So there will be fewer updates to the blog, most likely. Subject to change on a moment’s notice, but there have been significant changes to my personal regimen that weight this outcome more heavily from the standpoint of probability.
Probably the simplest being that I’m just very tired these days. I’m sure I’ve mentioned it, elsewhere, but I began participating in my hospital’s home hospice program following my most recent discharge; this led to a change in medication, not only in terms of self-directed protocols for antibiotics and steroids, but the addition of others for pain management and sleep.
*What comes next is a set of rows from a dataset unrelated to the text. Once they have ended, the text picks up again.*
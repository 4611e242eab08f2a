//! The closed set of criterion variants and their configuration.

mod attendance;
mod exam;
mod presentation;
mod sheet_individual;
mod sheet_total;

pub use attendance::AttendanceCriteria;
pub use exam::ScheinexamCriteria;
pub use presentation::PresentationCriteria;
pub use sheet_individual::SheetIndividualCriteria;
pub use sheet_total::SheetTotalCriteria;

use std::fmt;
use std::str::FromStr;

use serde::{Deserialize, Serialize};
use uuid::Uuid;

use crate::model::{Student, TeamId, TutorialId};

use super::context::EvaluationContext;
use super::form::FieldDeclaration;
use super::status::StatusBreakdown;

/// Wire name of a criterion variant.
#[derive(Debug, Clone, Copy, PartialEq, Eq, Hash, PartialOrd, Ord, Serialize, Deserialize)]
#[serde(rename_all = "camelCase")]
pub enum CriterionIdentifier {
    Attendance,
    Presentation,
    Scheinexam,
    SheetIndividual,
    SheetTotal,
}

impl CriterionIdentifier {
    pub const ALL: [CriterionIdentifier; 5] = [
        CriterionIdentifier::Attendance,
        CriterionIdentifier::Presentation,
        CriterionIdentifier::Scheinexam,
        CriterionIdentifier::SheetIndividual,
        CriterionIdentifier::SheetTotal,
    ];

    pub const fn as_str(self) -> &'static str {
        match self {
            CriterionIdentifier::Attendance => "attendance",
            CriterionIdentifier::Presentation => "presentation",
            CriterionIdentifier::Scheinexam => "scheinexam",
            CriterionIdentifier::SheetIndividual => "sheetIndividual",
            CriterionIdentifier::SheetTotal => "sheetTotal",
        }
    }
}

impl fmt::Display for CriterionIdentifier {
    fn fmt(&self, f: &mut fmt::Formatter<'_>) -> fmt::Result {
        f.write_str(self.as_str())
    }
}

#[derive(Debug, Clone, PartialEq, Eq, thiserror::Error)]
#[error("no criterion is registered for identifier '{0}'")]
pub struct UnknownIdentifier(pub String);

impl FromStr for CriterionIdentifier {
    type Err = UnknownIdentifier;

    fn from_str(value: &str) -> Result<Self, Self::Err> {
        Self::ALL
            .into_iter()
            .find(|identifier| identifier.as_str() == value)
            .ok_or_else(|| UnknownIdentifier(value.to_string()))
    }
}

/// Identifier of a stored criterion.
#[derive(Debug, Clone, Copy, PartialEq, Eq, Hash, PartialOrd, Ord, Serialize, Deserialize)]
#[serde(transparent)]
pub struct CriterionId(pub Uuid);

impl CriterionId {
    pub fn new() -> Self {
        Self(Uuid::new_v4())
    }
}

impl Default for CriterionId {
    fn default() -> Self {
        Self::new()
    }
}

impl fmt::Display for CriterionId {
    fn fmt(&self, f: &mut fmt::Formatter<'_>) -> fmt::Result {
        self.0.fmt(f)
    }
}

/// An entity a criterion depends on is missing from the evaluation context.
#[derive(Debug, Clone, PartialEq, Eq, thiserror::Error)]
pub enum CriteriaError {
    #[error("sheet {0} not found")]
    SheetNotFound(Uuid),
    #[error("tutorial {0} not found")]
    TutorialNotFound(TutorialId),
    #[error("team {0} not found")]
    TeamNotFound(TeamId),
}

/// Static description of a variant's configuration fields, read once when the registry is built.
pub trait CriterionBlueprint {
    const IDENTIFIER: CriterionIdentifier;

    fn form_fields() -> Vec<FieldDeclaration>;
}

/// Configuration of one criterion, tagged by its identifier.
#[derive(Debug, Clone, PartialEq, Serialize, Deserialize)]
#[serde(tag = "identifier", content = "data", rename_all = "camelCase")]
pub enum Criterion {
    Attendance(AttendanceCriteria),
    Presentation(PresentationCriteria),
    Scheinexam(ScheinexamCriteria),
    SheetIndividual(SheetIndividualCriteria),
    SheetTotal(SheetTotalCriteria),
}

impl Criterion {
    pub fn identifier(&self) -> CriterionIdentifier {
        match self {
            Criterion::Attendance(_) => CriterionIdentifier::Attendance,
            Criterion::Presentation(_) => CriterionIdentifier::Presentation,
            Criterion::Scheinexam(_) => CriterionIdentifier::Scheinexam,
            Criterion::SheetIndividual(_) => CriterionIdentifier::SheetIndividual,
            Criterion::SheetTotal(_) => CriterionIdentifier::SheetTotal,
        }
    }

    pub fn status_breakdown(
        &self,
        student: &Student,
        ctx: &EvaluationContext<'_>,
    ) -> Result<StatusBreakdown, CriteriaError> {
        match self {
            Criterion::Attendance(criteria) => criteria.check_status(student, ctx),
            Criterion::Presentation(criteria) => criteria.check_status(student, ctx),
            Criterion::Scheinexam(criteria) => criteria.check_status(student, ctx),
            Criterion::SheetIndividual(criteria) => criteria.check_status(student, ctx),
            Criterion::SheetTotal(criteria) => criteria.check_status(student, ctx),
        }
    }

    pub fn is_passed(
        &self,
        student: &Student,
        ctx: &EvaluationContext<'_>,
    ) -> Result<bool, CriteriaError> {
        self.status_breakdown(student, ctx)
            .map(|breakdown| breakdown.passed)
    }
}

/// A named, stored criterion.
#[derive(Debug, Clone, PartialEq, Serialize)]
#[serde(rename_all = "camelCase")]
pub struct CriterionRecord {
    pub id: CriterionId,
    pub name: String,
    #[serde(flatten)]
    pub criterion: Criterion,
}

impl CriterionRecord {
    pub fn new(name: impl Into<String>, criterion: Criterion) -> Self {
        Self {
            id: CriterionId::new(),
            name: name.into(),
            criterion,
        }
    }

    pub fn identifier(&self) -> CriterionIdentifier {
        self.criterion.identifier()
    }
}
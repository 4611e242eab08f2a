//! Value types the criteria evaluate: point maps, sheets and exams, and the course roster.

pub mod achievement;
pub mod points;
pub mod roster;

pub use achievement::{Exercise, ScheinExam, Sheet};
pub use points::{EntryPoints, PointEntry, PointId, PointIdParseError, PointMap};
pub use roster::{
    Attendance, AttendanceState, RosterError, Student, StudentId, StudentStatus, Team, TeamId,
    Tutorial, TutorialId,
};

use serde::{Deserialize, Serialize};

/// Everything the criteria need to evaluate a course, as handed over by the storage layer.
#[derive(Debug, Clone, Default, PartialEq, Serialize, Deserialize)]
#[serde(rename_all = "camelCase")]
pub struct CourseSnapshot {
    #[serde(default)]
    pub sheets: Vec<Sheet>,
    #[serde(default)]
    pub scheinexams: Vec<ScheinExam>,
    #[serde(default)]
    pub tutorials: Vec<Tutorial>,
    #[serde(default)]
    pub teams: Vec<Team>,
    #[serde(default)]
    pub students: Vec<Student>,
}

impl CourseSnapshot {
    pub fn student(&self, id: &StudentId) -> Option<&Student> {
        self.students.iter().find(|student| &student.id == id)
    }

    pub fn tutorial(&self, id: &TutorialId) -> Option<&Tutorial> {
        self.tutorials.iter().find(|tutorial| &tutorial.id == id)
    }

    pub fn students_of_tutorial<'a>(
        &'a self,
        tutorial: &'a TutorialId,
    ) -> impl Iterator<Item = &'a Student> + 'a {
        self.students
            .iter()
            .filter(move |student| &student.tutorial == tutorial)
    }
}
In short, anti-anxiety meds and heavy opioids. This, in turn, both leave me even more fuzzy and disoriented as well as encouraging me to spend more time resting. I can’t say this is a bad thing at all; I’m still experiencing issues with respect to adjusting to the change in seasons (it turns out that there is some relationship between humidity level, barometric pressure and temperature and respiratory illness — things I’d suspected but never heard broached directly until recently), so the additional rest compensates for problems I’ve been experiencing in the early morning hours when the worst of my symptoms seem liable to flare up.
So if you don’t hear from me? Please, don’t take it any too personally. I’m just too tired, too high and too preoccupied with keeping the basics together anymore. I still love you, but my reserves are running pretty low these days, and I need to stay focused on carrying for myself properly.